The other experiment was made by placing mercury, or another fluid, at vacuum to facilitate movement of the fluid. The experiment was suggested to be used for anatomical experiments e.g. to visualize the arteries of the human body using a colored substance, like mercury.

===The discovery of portable mercurial phosphor by Johann Bernoulli===
Johann Bernoulli taught physics at University of Groningen between 1695 and 1705. He acquired the 1698 van Musschenbroek vacuum pump from the Musschenbroek workshop in early 1698 along with other instruments expecting "not to do anything important" and only to "amuse our students with mathematico-physical experiments".
In 1700 Bernoulli proved himself wrong. When studying barometric light with the pump, he discovered that the bright light caused by electroluminescence when making vacuum in a mercury-filled container, would improve when adding phosphorus compounds. This resulted in the discovery of portable mercurial phosphorus, which consisted of a light-emitting container with mercurial and phosphorus compounds under vacuum. To the delight of Bernoulli, Johan van Musschenbroek optimized his design, and made small vials containing mercury at vacuum. The vial could be sealed and sold as portable, cold, bottled light, which became very popular at the time as an alternative to warm light from candles and fires. Johan van Musschenbroek sold many air-tight vials containing the mercurial phosphorus of Bernoulli.

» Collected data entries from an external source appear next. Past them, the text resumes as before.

use crate::models::ProviderEventPayload;
use crate::provider::{ProviderClient, ProviderError};
use std::collections::VecDeque;

/// A lazy, restartable cursor over the provider's `/events` endpoint.
///
/// Yields one event payload at a time; never buffers more than the page it
/// is currently draining.
pub struct EventsPaginator<'a> {
    client: &'a ProviderClient,
    changed_at: Option<String>,
    next_url: Option<String>,
    buffer: VecDeque<ProviderEventPayload>,
    started: bool,
    exhausted: bool,
}

impl<'a> EventsPaginator<'a> {
    pub fn new(client: &'a ProviderClient, changed_at: Option<String>) -> Self {
        Self {
            client,
            changed_at,
            next_url: None,
            buffer: VecDeque::new(),
            started: false,
            exhausted: false,
        }
    }

    /// Pull the next event payload, fetching another page if the current
    /// buffer is drained. Returns `None` once the provider reports no
    /// further `next` cursor.
    pub async fn next_event(&mut self) -> Result<Option<ProviderEventPayload>, ProviderError> {
        if let Some(event) = self.buffer.pop_front() {
            return Ok(Some(event));
        }

        if self.exhausted {
            return Ok(None);
        }

        if self.started && self.next_url.is_none() {
            self.exhausted = true;
            return Ok(None);
        }

        let page = self
            .client
            .get_events_page(self.changed_at.as_deref(), self.next_url.as_deref())
            .await?;

        self.started = true;
        self.next_url = page.next;
        self.buffer = page.results.into_iter().collect();

        if self.buffer.is_empty() {
            self.exhausted = true;
            return Ok(None);
        }

        Ok(self.buffer.pop_front())
    }
}
use crate::db::{EventRepository, TicketRepository};
use crate::error::AppError;
use crate::provider::{ProviderClient, ProviderError};
use chrono::Utc;
use sqlx::PgPool;
use uuid::Uuid;

/// Cancel a ticket. Does not write to the outbox — cancellation has no
/// downstream notification in this system.
pub async fn cancel_ticket(pool: &PgPool, provider: &ProviderClient, ticket_id: Uuid) -> Result<(), AppError> {
    let ticket = TicketRepository::get_by_ticket_id(pool, ticket_id)
        .await?
        .ok_or(AppError::TicketNotFound)?;

    let event = EventRepository::get_by_id(pool, ticket.event_id)
        .await?
        .ok_or(AppError::EventNotFound)?;

    if event.registration_deadline < Utc::now() {
        return Err(AppError::EventPassed);
    }

    let success = match provider.unregister(ticket.event_id, ticket_id).await {
        Ok(success) => success,
        Err(ProviderError::Permanent { .. }) => {
            return Err(AppError::SeatUnavailable("возможно, место уже занято".to_string()))
        }
        Err(ProviderError::Temporary { .. }) => return Err(AppError::ProviderNetworkError),
        Err(ProviderError::UnexpectedResponse) => return Err(AppError::ProviderUnexpectedResponse),
    };
    if !success {
        return Err(AppError::ProviderUnexpectedResponse);
    }

    let mut tx = pool.begin().await?;
    TicketRepository::delete(&mut tx, ticket_id).await?;
    tx.commit().await?;

    Ok(())
}
use crate::db::{PlaceRepository, SyncMetadataRepository};
use crate::models::Event;
use crate::provider::{EventsPaginator, ProviderClient};
use chrono::{DateTime, NaiveDate, Utc};
use sqlx::PgPool;
use tracing::{error, info};

/// Result of a sync run attempt. `Skipped` means another syncer held the
/// lock — not an error (see `pipeline::create`'s on-demand sync trigger).
#[derive(Debug)]
pub enum SyncOutcome {
    Completed { events_upserted: usize },
    Skipped,
}

/// Pulls changed events, upserts places and events, advances the watermark.
///
/// Multiple sync runs never execute concurrently — guaranteed by
/// [`SyncMetadataRepository`]'s lock.
pub struct SyncEngine<'a> {
    pool: &'a PgPool,
    client: &'a ProviderClient,
}

impl<'a> SyncEngine<'a> {
    pub fn new(pool: &'a PgPool, client: &'a ProviderClient) -> Self {
        Self { pool, client }
    }

    pub async fn run(
        &self,
        forced_changed_at: Option<DateTime<Utc>>,
    ) -> Result<SyncOutcome, crate::AppError> {
        let (acquired, last_changed_at) = SyncMetadataRepository::acquire_lock(self.pool).await?;
        if !acquired {
            info!("sync lock already held, skipping run");
            return Ok(SyncOutcome::Skipped);
        }

        match self.do_sync(forced_changed_at, last_changed_at).await {
            Ok((count, max_changed_at)) => {
                SyncMetadataRepository::release_lock(
                    self.pool,
                    true,
                    max_changed_at.or(last_changed_at),
                )
                .await?;
                Ok(SyncOutcome::Completed {
                    events_upserted: count,
                })
            }
            Err(e) => {
                error!(error = ?e, "sync run failed");
                SyncMetadataRepository::release_lock(self.pool, false, None).await?;
                Err(e)
            }
        }
    }

    async fn do_sync(
        &self,
        forced_changed_at: Option<DateTime<Utc>>,
        last_changed_at: Option<DateTime<Utc>>,
    ) -> Result<(usize, Option<DateTime<Utc>>), crate::AppError> {
        let changed_at_filter: String = match forced_changed_at {
            Some(dt) => dt.date_naive().to_string(),
            None => last_changed_at
                .map(|dt| dt.date_naive().to_string())
                .unwrap_or_else(|| {
                    NaiveDate::from_ymd_opt(2000, 1, 1)
                        .expect("2000-01-01 is a valid date")
                        .to_string()
                }),
        };

        let mut paginator = EventsPaginator::new(self.client, Some(changed_at_filter));
        let mut max_changed_at: Option<DateTime<Utc>> = None;
        let mut upserted = 0usize;

        let mut tx = self.pool.begin().await?;

        while let Some(payload) = paginator.next_event().await? {
            if let Some(watermark) = last_changed_at {
                if payload.changed_at <= watermark {
                    continue;
                }
            }

            PlaceRepository::upsert(&mut tx, &payload.place.clone().into()).await?;

            let event = Event {
                id: payload.id,
                name: payload.name,
                event_time: payload.event_time,
                place_id: payload.place.id,
                registration_deadline: payload.registration_deadline,
                status: payload.status,
                number_of_visitors: payload.number_of_visitors,
                created_at: payload.created_at,
                changed_at: payload.changed_at,
                status_changed_at: payload.status_changed_at,
            };
            crate::db::EventRepository::upsert(&mut tx, &event).await?;

            max_changed_at = Some(match max_changed_at {
                Some(current) => current.max(payload.changed_at),
                None => payload.changed_at,
            });
            upserted += 1;
        }

        tx.commit().await?;

        Ok((upserted, max_changed_at))
    }
}
use crate::models::IdempotencyRecord;
use chrono::{Duration, Utc};
use sqlx::{PgPool, Postgres, Transaction};

pub struct IdempotencyRepository;

impl IdempotencyRepository {
    pub async fn get(pool: &PgPool, key: &str) -> sqlx::Result<Option<IdempotencyRecord>> {
        sqlx::query_as::<_, IdempotencyRecord>(
            "SELECT key, response_data, created_at, expires_at FROM idempotency_keys WHERE key = $1",
        )
        .bind(key)
        .fetch_optional(pool)
        .await
    }

    /// Inserts a new record with `expires_at = now + ttl_days`. Duplicate-key
    /// insertion fails — callers must already own the key (verified via
    /// `get` returning `None`).
    pub async fn save(
        tx: &mut Transaction<'_, Postgres>,
        key: &str,
        response_data: &serde_json::Value,
        ttl_days: i64,
    ) -> sqlx::Result<()> {
        let expires_at = Utc::now() + Duration::days(ttl_days);

        sqlx::query(
            r#"
            INSERT INTO idempotency_keys (key, response_data, created_at, expires_at)
            VALUES ($1, $2, NOW(), $3)
            "#,
        )
        .bind(key)
        .bind(response_data)
        .bind(expires_at)
        .execute(&mut **tx)
        .await?;

        Ok(())
    }

    /// Deletes rows where `expires_at <= now`; returns the count removed.
    pub async fn sweep_expired(pool: &PgPool) -> sqlx::Result<u64> {
        let result = sqlx::query("DELETE FROM idempotency_keys WHERE expires_at <= NOW()")
            .execute(pool)
            .await?;

        Ok(result.rows_affected())
    }
}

Johann Bernoulli described Johan van Musschenbroek as "a Leiden mechanic with great experience and singular dexterity in the construction of instruments, who has also made those which I use". Bernoulli also had such praise for the 1698 van Musschenbroek vacuum pump that he boasted it could make vacuum of 0.0001 atmosphere, and maintain the pressure for almost 24 hours, although the actual performance of the pump must have been worse due to the technology limits of the time.